It is so difficult to sort through the financial minutiae in the midst of a divorce. Believe me – I know. I was right there only a few short years ago.
It can feel overwhelming knowing there is so much riding on these potentially life changing decisions. But, all you need is to be armed with the right information at the right time. You need to know what will affect you, your taxes, and your financial well-being down the road. As with anything, it takes some time, research and a little planning. I’m here to help!
One question I get asked a lot is: “Should I take a loan out against my 401k?” My answer is always: that depends. There are a lot of factors when considering a 401k loan. Here are a few things to be aware of in the short and long-term.

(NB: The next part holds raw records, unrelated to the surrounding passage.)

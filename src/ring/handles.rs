//! Producer and consumer halves of a ring

use super::context::RingBuffer;
use crate::error::Result;

impl<'a> RingBuffer<'a> {
    /// Split into a producer and a consumer handle
    ///
    /// The handles borrow the ring mutably as a pair, so at most one producer
    /// and one consumer exist through this path. Both are `Send` and can be
    /// moved into scoped threads.
    pub fn split(&mut self) -> (Producer<'_, 'a>, Consumer<'_, 'a>) {
        let ring: &RingBuffer<'a> = self;
        (Producer { ring }, Consumer { ring })
    }
}

/// Write half of a ring
#[derive(Debug)]
pub struct Producer<'r, 'a> {
    ring: &'r RingBuffer<'a>,
}

impl Producer<'_, '_> {
    /// Write `count` elements from `source`
    pub fn write(&mut self, source: &[u8], count: usize) -> Result<()> {
        self.ring.write(source, count)
    }

    /// Free slots available to this producer
    pub fn unfilled(&self) -> Result<usize> {
        self.ring.unfilled()
    }

    pub fn is_full(&self) -> Result<bool> {
        self.ring.is_full()
    }

    pub fn element_size(&self) -> usize {
        self.ring.element_size()
    }
}

/// Read half of a ring
#[derive(Debug)]
pub struct Consumer<'r, 'a> {
    ring: &'r RingBuffer<'a>,
}

impl Consumer<'_, '_> {
    /// Read `count` elements into `destination`
    pub fn read(&mut self, destination: &mut [u8], count: usize) -> Result<()> {
        self.ring.read(destination, count)
    }

    /// Elements available to this consumer
    pub fn filled(&self) -> Result<usize> {
        self.ring.filled()
    }

    pub fn is_empty(&self) -> Result<bool> {
        self.ring.is_empty()
    }

    pub fn element_size(&self) -> usize {
        self.ring.element_size()
    }
}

Is it your 401k account? If it’s your 401k account at work, talk to your Human Resources department about the loan repayment program they offer. Some employer’s plans require a certain rate of interest to be paid back on the loan. Find out the interest rate and weigh that against other options you may have for getting access to cash. Also, make sure you know what the payments will be to pay the loan back to yourself and ask yourself if it’s affordable in your budget. Some employers will make you pay back the loan in full if you choose to leave the company before the loan is fully repaid.

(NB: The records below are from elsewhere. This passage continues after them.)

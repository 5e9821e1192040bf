//! Event records handed to hooks

use std::any::Any;

use super::EventKind;

/// Snapshot of a ring's geometry and cursors when an event was raised
#[derive(Debug, Clone, Copy, PartialEq, Eq)]
pub struct ContextInfo {
    /// Element slots in the backing storage, including the reserved one
    pub capacity: usize,
    /// Bytes per element
    pub element_size: usize,
    /// Next slot the consumer will take
    pub read_index: usize,
    /// Next slot the producer will fill
    pub write_index: usize,
}

/// Kind-specific event data
///
/// For copies, `source` and `destination` always have the same length: the
/// byte count of the segment. One side of the copy lies inside the ring's
/// storage and the other inside the caller's buffer.
#[derive(Debug)]
pub enum EventPayload<'e> {
    /// Copy `source` (inside the storage) into `destination` (caller buffer)
    Read {
        source: &'e [u8],
        destination: &'e mut [u8],
    },
    /// Copy `source` (caller buffer) into `destination` (inside the storage)
    Write {
        source: &'e [u8],
        destination: &'e mut [u8],
    },
    Lock,
    Unlock,
}

/// An event raised by a ring operation
#[derive(Debug)]
pub struct RingEvent<'e> {
    context: ContextInfo,
    user_data: Option<&'e (dyn Any + Send + Sync)>,
    payload: EventPayload<'e>,
}

impl<'e> RingEvent<'e> {
    pub(crate) fn new(
        context: ContextInfo,
        user_data: Option<&'e (dyn Any + Send + Sync)>,
        payload: EventPayload<'e>,
    ) -> Self {
        Self {
            context,
            user_data,
            payload,
        }
    }

    /// Which kind of event this is
    pub fn kind(&self) -> EventKind {
        match self.payload {
            EventPayload::Read { .. } => EventKind::Read,
            EventPayload::Write { .. } => EventKind::Write,
            EventPayload::Lock => EventKind::Lock,
            EventPayload::Unlock => EventKind::Unlock,
        }
    }

    /// The ring's state when the event was raised
    pub fn context(&self) -> &ContextInfo {
        &self.context
    }

    /// The opaque value registered alongside the handler
    pub fn user_data(&self) -> Option<&(dyn Any + Send + Sync)> {
        self.user_data
    }

    /// The registered user data, if it is a `T`
    pub fn user_data_as<T: Any>(&self) -> Option<&T> {
        self.user_data.and_then(|data| data.downcast_ref::<T>())
    }

    pub fn payload(&self) -> &EventPayload<'e> {
        &self.payload
    }

    pub fn payload_mut(&mut self) -> &mut EventPayload<'e> {
        &mut self.payload
    }

    /// Byte count of a copy event, zero for lock and unlock
    pub fn bytes(&self) -> usize {
        match &self.payload {
            EventPayload::Read { source, .. } | EventPayload::Write { source, .. } => source.len(),
            EventPayload::Lock | EventPayload::Unlock => 0,
        }
    }

    /// Perform the plain byte copy this event describes
    ///
    /// Handlers that only want to observe or account for copies can call this
    /// to fall through to the built-in behavior.
    pub fn copy_through(&mut self) {
        match &mut self.payload {
            EventPayload::Read {
                source,
                destination,
            }
            | EventPayload::Write {
                source,
                destination,
            } => destination.copy_from_slice(source),
            EventPayload::Lock | EventPayload::Unlock => {}
        }
    }
}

Is the 401k in your ex-spouse’s account that he’s required to split with you? During the divorce process, the method of splitting a qualified account, like a 401k, is through the use of a Qualified Domestic Relations Order (QDRO). This legal document , if it’s structured properly, can allow you to take a portion of the amount out in cash and not have to pay the taxes; however, you will have to pay the 10% early withdrawal penalty if you are under age 59-1/2. If you do not use a QDRO and you take the money out as a lump sum cash payment, you will be subject to taxes AND the penalty, if younger than age 59-1/2.
There are pros and cons to leaving it in or taking some of, or all, the money out. Do your homework on the consequences, usually taxes and penalties, if you take a withdrawal. If you choose to take a withdrawal, know why you’re doing it and stick to the plan for that money so you don’t end up in further debt trouble in the future.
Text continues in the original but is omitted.